%%

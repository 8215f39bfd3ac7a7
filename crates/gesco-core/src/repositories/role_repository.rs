use async_trait::async_trait;

use crate::domain::{Role, RoleCreate};
use crate::error::DomainError;

#[cfg_attr(test, mockall::automock)]
#[async_trait]
pub trait RoleRepository: Send + Sync {
    async fn find_by_id(&self, id: i64) -> Result<Option<Role>, DomainError>;

    /// `entreprise_id = None` liste tout (rôles système compris).
    async fn find_all(
        &self,
        entreprise_id: Option<i64>,
        skip: i64,
        limit: i64,
    ) -> Result<Vec<Role>, DomainError>;

    async fn exists_by_entreprise_and_code(
        &self,
        entreprise_id: Option<i64>,
        code: &str,
        exclude_id: Option<i64>,
    ) -> Result<bool, DomainError>;

    async fn insert(&self, data: &RoleCreate) -> Result<Role, DomainError>;

    async fn update(&self, role: &Role) -> Result<Role, DomainError>;
}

%%

**Exercise requirements:** All of the data above must be retyped exactly.

**Problem solution:**
repository 8215f39bfd3ac7a7
filename crates/gesco-core/src/repositories/role_repository.rs
use async_trait::async_trait;

use crate::domain::{Role, RoleCreate};
use crate::error::DomainError;

#[cfg_attr(test, mockall::automock)]
#[async_trait]
pub trait RoleRepository: Send + Sync {
    async fn find_by_id(&self, id: i64) -> Result<Option<Role>, DomainError>;

    /// `entreprise_id = None` liste tout (rôles système compris).
    async fn find_all(
        &self,
        entreprise_id: Option<i64>,
        skip: i64,
        limit: i64,
    ) -> Result<Vec<Role>, DomainError>;

    async fn exists_by_entreprise_and_code(
        &self,
        entreprise_id: Option<i64>,
        code: &str,
        exclude_id: Option<i64>,
    ) -> Result<bool, DomainError>;

    async fn insert(&self, data: &RoleCreate) -> Result<Role, DomainError>;

    async fn update(&self, role: &Role) -> Result<Role, DomainError>;
}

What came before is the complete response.